Don’t bottle all your emotions up. It will destroy you on the inside. Instead, talk to somebody about the stress you are enduring from time to time. Make sure to not bring all of your emotional baggage with you to your home when you leave the work place.

5. Set Limits

Make sure that you know, and set, limits for yourself. You darn well know how much you can and cannot take. Set those limits and stay within them. Should you cross these boundaries anyway, then know that you are overextending yourself. So just don’t.

How To Treat Nursing Burnout?

If you haven’t been able to prevent it, then your only option is to treat it. Here are some suggestions.

Take Some Time Off

If you have burnout, you’re useless on the work floor. You simply need to accept this, which should be no problem since it’s only a temporary condition anyway.

A serious burnout can’t be solved in a few days. If you’re taking time off to treat your burnout, then you’ll be away from work for at least a few weeks. Some people even need months.

Spend your time wisely. Do lots of things for yourself. Do stuff you greatly enjoy or take pride in, and in due time you might find that you are starting to come back to life again.

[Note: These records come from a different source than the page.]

use std::collections::HashMap;
use std::net::SocketAddr;
use std::sync::Arc;

use axum::extract::{Extension, Query};
use axum::http::{header, StatusCode};
use axum::response::{IntoResponse, Response};
use axum::{routing::get, Router};
use serde::Deserialize;

use distributed_cache::group::{self, Group};
use distributed_cache::transport::handlers::peer_router;
use distributed_cache::transport::http::HttpPool;

#[tokio::main]
async fn main() -> anyhow::Result<()> {
    tracing_subscriber::fmt()
        .with_max_level(tracing::Level::INFO)
        .init();

    let args: Vec<String> = std::env::args().collect();

    if args.len() < 3 {
        eprintln!(
            "Usage: {} --bind <addr:port> [--peer <url>]... [--api <addr:port>]",
            args[0]
        );
        eprintln!("Example: {} --bind 127.0.0.1:8001", args[0]);
        eprintln!(
            "Example: {} --bind 127.0.0.1:8001 --peer http://127.0.0.1:8001 --peer http://127.0.0.1:8002 --api 127.0.0.1:9999",
            args[0]
        );
        std::process::exit(1);
    }

    let mut bind_addr: Option<SocketAddr> = None;
    let mut api_addr: Option<SocketAddr> = None;
    let mut self_url: Option<String> = None;
    let mut peers: Vec<String> = vec![];

    let mut i = 1;
    while i < args.len() {
        match args[i].as_str() {
            "--bind" => {
                bind_addr = Some(args[i + 1].parse()?);
                i += 2;
            }
            "--peer" => {
                peers.push(args[i + 1].clone());
                i += 2;
            }
            "--self-url" => {
                self_url = Some(args[i + 1].clone());
                i += 2;
            }
            "--api" => {
                api_addr = Some(args[i + 1].parse()?);
                i += 2;
            }
            _ => {
                i += 1;
            }
        }
    }

    let bind_addr = bind_addr.expect("--bind is required");
    let self_url = self_url.unwrap_or_else(|| format!("http://{}", bind_addr));
    if peers.is_empty() {
        peers.push(self_url.clone());
    }

    tracing::info!("Starting cache node {}", self_url);
    tracing::info!("Peer set: {:?}", peers);

    // 1. Demo cache group backed by an in-process "database":
    let max_bytes = std::env::var("CACHE_MAX_BYTES")
        .ok()
        .and_then(|value| value.parse::<usize>().ok())
        .unwrap_or(2 << 10);
    let scores = scores_group(max_bytes);

    // 2. Peer transport:
    let pool = HttpPool::new(self_url.clone());
    pool.set_peers(peers);
    scores.register_peers(pool.clone());

    // 3. Optional public API server:
    if let Some(api_addr) = api_addr {
        let api_group = scores.clone();
        tokio::spawn(async move {
            if let Err(e) = serve_api(api_addr, api_group).await {
                tracing::error!("api server failed: {}", e);
            }
        });
    }

    // 4. Peer server:
    tracing::info!("cache server listening on {}", bind_addr);
    let listener = tokio::net::TcpListener::bind(bind_addr).await?;
    axum::serve(listener, peer_router(pool)).await?;

    Ok(())
}

/// Registers the demo `scores` group. The origin is a fixed in-process map
/// standing in for a slow backing database.
fn scores_group(max_bytes: usize) -> Arc<Group> {
    group::new_group("scores", max_bytes, |key: String| async move {
        tracing::info!("querying origin for key {}", key);
        let db = HashMap::from([("Tom", "630"), ("Jack", "589"), ("Sam", "567")]);
        match db.get(key.as_str()) {
            Some(value) => Ok(value.as_bytes().to_vec()),
            None => Err(anyhow::anyhow!("{} not exist", key)),
        }
    })
}

#[derive(Deserialize)]
struct ApiParams {
    key: String,
}

/// Public lookup: `GET /api?key=K`.
async fn handle_api(
    Extension(group): Extension<Arc<Group>>,
    Query(params): Query<ApiParams>,
) -> Response {
    match group.get(&params.key).await {
        Ok(view) => (
            [(header::CONTENT_TYPE, "application/octet-stream")],
            view.to_vec(),
        )
            .into_response(),
        Err(e) => (StatusCode::INTERNAL_SERVER_ERROR, e.to_string()).into_response(),
    }
}

async fn serve_api(addr: SocketAddr, group: Arc<Group>) -> anyhow::Result<()> {
    let app = Router::new()
        .route("/api", get(handle_api))
        .layer(Extension(group));

    tracing::info!("api server listening on {}", addr);
    let listener = tokio::net::TcpListener::bind(addr).await?;
    axum::serve(listener, app).await?;
    Ok(())
}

Make sure to eat healthy, exercise plenty and sleep long enough in this time off.

Address The Cause

You will need to be aware of what caused the burnout in the first place, otherwise it will happen again. If it was caused by you working 12 hour days, 6 days a week for 1 year, then odds are that you will become burnt out again if you attempt to pull off such a stunt again.

Learn from your mistakes. Make sure to set those limits in your head, long before you return to the work floor. Stick to your new limits as if they are sacred, and chances of you getting a nursing burnout again will be considerably smaller.

Let Others Know

It’s possible that your fellow colleagues have unknowingly contributed to the creation of your nursing burnout, because they were piling some of their own workloads onto you. It could be that you took it all on yourself to help them out, because you took pride in the fact that they came to you for help.

As flattering as this may be to your ego, it’s going to lead to problems in the long run. Be sure to let your colleagues know. They have to learn to stand on their own legs. If they help you become burnt out, then you’re gonna be away from the work place for a long time. It’s best to just prevent burnout completely, even if that means going a little slower.